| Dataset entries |
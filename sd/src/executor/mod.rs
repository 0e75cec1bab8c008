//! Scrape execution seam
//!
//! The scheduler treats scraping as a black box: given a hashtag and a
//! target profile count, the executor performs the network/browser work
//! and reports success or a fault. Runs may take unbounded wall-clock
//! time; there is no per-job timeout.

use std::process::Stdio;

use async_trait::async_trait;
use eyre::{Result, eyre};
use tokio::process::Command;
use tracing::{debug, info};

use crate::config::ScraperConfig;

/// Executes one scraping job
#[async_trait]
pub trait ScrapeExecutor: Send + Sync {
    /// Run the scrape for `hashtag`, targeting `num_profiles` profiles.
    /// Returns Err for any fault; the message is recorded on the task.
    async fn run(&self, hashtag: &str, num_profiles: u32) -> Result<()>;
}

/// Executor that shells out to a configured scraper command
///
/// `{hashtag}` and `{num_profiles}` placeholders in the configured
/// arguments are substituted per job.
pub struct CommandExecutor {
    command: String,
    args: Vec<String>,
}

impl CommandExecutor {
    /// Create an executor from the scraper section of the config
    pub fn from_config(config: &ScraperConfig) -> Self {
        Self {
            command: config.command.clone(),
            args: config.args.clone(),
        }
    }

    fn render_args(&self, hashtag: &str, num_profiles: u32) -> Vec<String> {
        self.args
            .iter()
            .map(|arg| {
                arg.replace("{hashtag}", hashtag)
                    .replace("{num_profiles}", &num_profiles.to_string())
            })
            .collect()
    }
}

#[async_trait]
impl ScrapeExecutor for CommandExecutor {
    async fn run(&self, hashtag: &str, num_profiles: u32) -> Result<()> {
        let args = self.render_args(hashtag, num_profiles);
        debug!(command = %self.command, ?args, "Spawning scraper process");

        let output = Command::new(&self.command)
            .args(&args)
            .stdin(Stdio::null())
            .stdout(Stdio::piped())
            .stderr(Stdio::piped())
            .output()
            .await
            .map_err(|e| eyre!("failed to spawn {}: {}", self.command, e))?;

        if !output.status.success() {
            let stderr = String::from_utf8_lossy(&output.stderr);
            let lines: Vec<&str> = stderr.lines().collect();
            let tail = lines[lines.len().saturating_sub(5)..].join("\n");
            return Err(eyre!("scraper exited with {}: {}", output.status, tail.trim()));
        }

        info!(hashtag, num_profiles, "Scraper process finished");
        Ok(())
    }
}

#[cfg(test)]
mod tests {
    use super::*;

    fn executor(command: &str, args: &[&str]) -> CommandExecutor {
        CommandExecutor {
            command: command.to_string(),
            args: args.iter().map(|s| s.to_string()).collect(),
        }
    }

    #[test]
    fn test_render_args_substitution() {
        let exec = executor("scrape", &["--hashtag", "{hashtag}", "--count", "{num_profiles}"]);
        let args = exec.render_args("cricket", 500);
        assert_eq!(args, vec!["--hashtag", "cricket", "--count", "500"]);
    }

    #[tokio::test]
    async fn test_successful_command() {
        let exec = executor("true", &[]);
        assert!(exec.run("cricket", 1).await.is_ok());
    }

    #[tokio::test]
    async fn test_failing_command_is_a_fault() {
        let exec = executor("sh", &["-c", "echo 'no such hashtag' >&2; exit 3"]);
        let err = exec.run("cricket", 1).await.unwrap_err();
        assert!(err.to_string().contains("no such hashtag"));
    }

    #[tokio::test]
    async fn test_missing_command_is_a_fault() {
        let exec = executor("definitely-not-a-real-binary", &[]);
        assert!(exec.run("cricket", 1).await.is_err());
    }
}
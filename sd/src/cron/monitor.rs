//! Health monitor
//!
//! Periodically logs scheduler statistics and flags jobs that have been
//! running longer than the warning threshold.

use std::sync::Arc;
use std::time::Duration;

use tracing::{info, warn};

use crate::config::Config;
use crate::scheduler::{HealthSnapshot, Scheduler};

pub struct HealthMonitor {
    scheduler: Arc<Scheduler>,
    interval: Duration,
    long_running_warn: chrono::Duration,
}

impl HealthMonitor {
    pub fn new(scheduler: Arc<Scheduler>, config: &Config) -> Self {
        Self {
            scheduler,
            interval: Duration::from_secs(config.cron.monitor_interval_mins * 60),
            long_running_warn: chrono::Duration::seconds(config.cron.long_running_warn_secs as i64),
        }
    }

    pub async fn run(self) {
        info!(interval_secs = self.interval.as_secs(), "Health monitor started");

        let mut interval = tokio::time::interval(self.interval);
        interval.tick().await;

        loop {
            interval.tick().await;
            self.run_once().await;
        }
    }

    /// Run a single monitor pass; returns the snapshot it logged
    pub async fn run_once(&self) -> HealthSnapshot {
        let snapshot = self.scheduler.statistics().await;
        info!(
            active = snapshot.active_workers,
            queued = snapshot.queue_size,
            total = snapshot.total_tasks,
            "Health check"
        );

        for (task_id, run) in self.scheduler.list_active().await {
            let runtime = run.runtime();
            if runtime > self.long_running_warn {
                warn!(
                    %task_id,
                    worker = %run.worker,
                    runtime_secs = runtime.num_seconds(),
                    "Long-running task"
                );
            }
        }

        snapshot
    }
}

| Work to complete |
Reproduce all of the records precisely. No word may differ.

| Response to the exercise |
filename sd/src/executor/mod.rs
repository 0e75cec1bab8c008
//! Scrape execution seam
//!
//! The scheduler treats scraping as a black box: given a hashtag and a
//! target profile count, the executor performs the network/browser work
//! and reports success or a fault. Runs may take unbounded wall-clock
//! time; there is no per-job timeout.

use std::process::Stdio;

use async_trait::async_trait;
use eyre::{Result, eyre};
use tokio::process::Command;
use tracing::{debug, info};

use crate::config::ScraperConfig;

/// Executes one scraping job
#[async_trait]
pub trait ScrapeExecutor: Send + Sync {
    /// Run the scrape for `hashtag`, targeting `num_profiles` profiles.
    /// Returns Err for any fault; the message is recorded on the task.
    async fn run(&self, hashtag: &str, num_profiles: u32) -> Result<()>;
}

/// Executor that shells out to a configured scraper command
///
/// `{hashtag}` and `{num_profiles}` placeholders in the configured
/// arguments are substituted per job.
pub struct CommandExecutor {
    command: String,
    args: Vec<String>,
}

impl CommandExecutor {
    /// Create an executor from the scraper section of the config
    pub fn from_config(config: &ScraperConfig) -> Self {
        Self {
            command: config.command.clone(),
            args: config.args.clone(),
        }
    }

    fn render_args(&self, hashtag: &str, num_profiles: u32) -> Vec<String> {
        self.args
            .iter()
            .map(|arg| {
                arg.replace("{hashtag}", hashtag)
                    .replace("{num_profiles}", &num_profiles.to_string())
            })
            .collect()
    }
}

#[async_trait]
impl ScrapeExecutor for CommandExecutor {
    async fn run(&self, hashtag: &str, num_profiles: u32) -> Result<()> {
        let args = self.render_args(hashtag, num_profiles);
        debug!(command = %self.command, ?args, "Spawning scraper process");

        let output = Command::new(&self.command)
            .args(&args)
            .stdin(Stdio::null())
            .stdout(Stdio::piped())
            .stderr(Stdio::piped())
            .output()
            .await
            .map_err(|e| eyre!("failed to spawn {}: {}", self.command, e))?;

        if !output.status.success() {
            let stderr = String::from_utf8_lossy(&output.stderr);
            let lines: Vec<&str> = stderr.lines().collect();
            let tail = lines[lines.len().saturating_sub(5)..].join("\n");
            return Err(eyre!("scraper exited with {}: {}", output.status, tail.trim()));
        }

        info!(hashtag, num_profiles, "Scraper process finished");
        Ok(())
    }
}

#[cfg(test)]
mod tests {
    use super::*;

    fn executor(command: &str, args: &[&str]) -> CommandExecutor {
        CommandExecutor {
            command: command.to_string(),
            args: args.iter().map(|s| s.to_string()).collect(),
        }
    }

    #[test]
    fn test_render_args_substitution() {
        let exec = executor("scrape", &["--hashtag", "{hashtag}", "--count", "{num_profiles}"]);
        let args = exec.render_args("cricket", 500);
        assert_eq!(args, vec!["--hashtag", "cricket", "--count", "500"]);
    }

    #[tokio::test]
    async fn test_successful_command() {
        let exec = executor("true", &[]);
        assert!(exec.run("cricket", 1).await.is_ok());
    }

    #[tokio::test]
    async fn test_failing_command_is_a_fault() {
        let exec = executor("sh", &["-c", "echo 'no such hashtag' >&2; exit 3"]);
        let err = exec.run("cricket", 1).await.unwrap_err();
        assert!(err.to_string().contains("no such hashtag"));
    }

    #[tokio::test]
    async fn test_missing_command_is_a_fault() {
        let exec = executor("definitely-not-a-real-binary", &[]);
        assert!(exec.run("cricket", 1).await.is_err());
    }
}
filename sd/src/cron/monitor.rs
//! Health monitor
//!
//! Periodically logs scheduler statistics and flags jobs that have been
//! running longer than the warning threshold.

use std::sync::Arc;
use std::time::Duration;

use tracing::{info, warn};

use crate::config::Config;
use crate::scheduler::{HealthSnapshot, Scheduler};

pub struct HealthMonitor {
    scheduler: Arc<Scheduler>,
    interval: Duration,
    long_running_warn: chrono::Duration,
}

impl HealthMonitor {
    pub fn new(scheduler: Arc<Scheduler>, config: &Config) -> Self {
        Self {
            scheduler,
            interval: Duration::from_secs(config.cron.monitor_interval_mins * 60),
            long_running_warn: chrono::Duration::seconds(config.cron.long_running_warn_secs as i64),
        }
    }

    pub async fn run(self) {
        info!(interval_secs = self.interval.as_secs(), "Health monitor started");

        let mut interval = tokio::time::interval(self.interval);
        interval.tick().await;

        loop {
            interval.tick().await;
            self.run_once().await;
        }
    }

    /// Run a single monitor pass; returns the snapshot it logged
    pub async fn run_once(&self) -> HealthSnapshot {
        let snapshot = self.scheduler.statistics().await;
        info!(
            active = snapshot.active_workers,
            queued = snapshot.queue_size,
            total = snapshot.total_tasks,
            "Health check"
        );

        for (task_id, run) in self.scheduler.list_active().await {
            let runtime = run.runtime();
            if runtime > self.long_running_warn {
                warn!(
                    %task_id,
                    worker = %run.worker,
                    runtime_secs = runtime.num_seconds(),
                    "Long-running task"
                );
            }
        }

        snapshot
    }
}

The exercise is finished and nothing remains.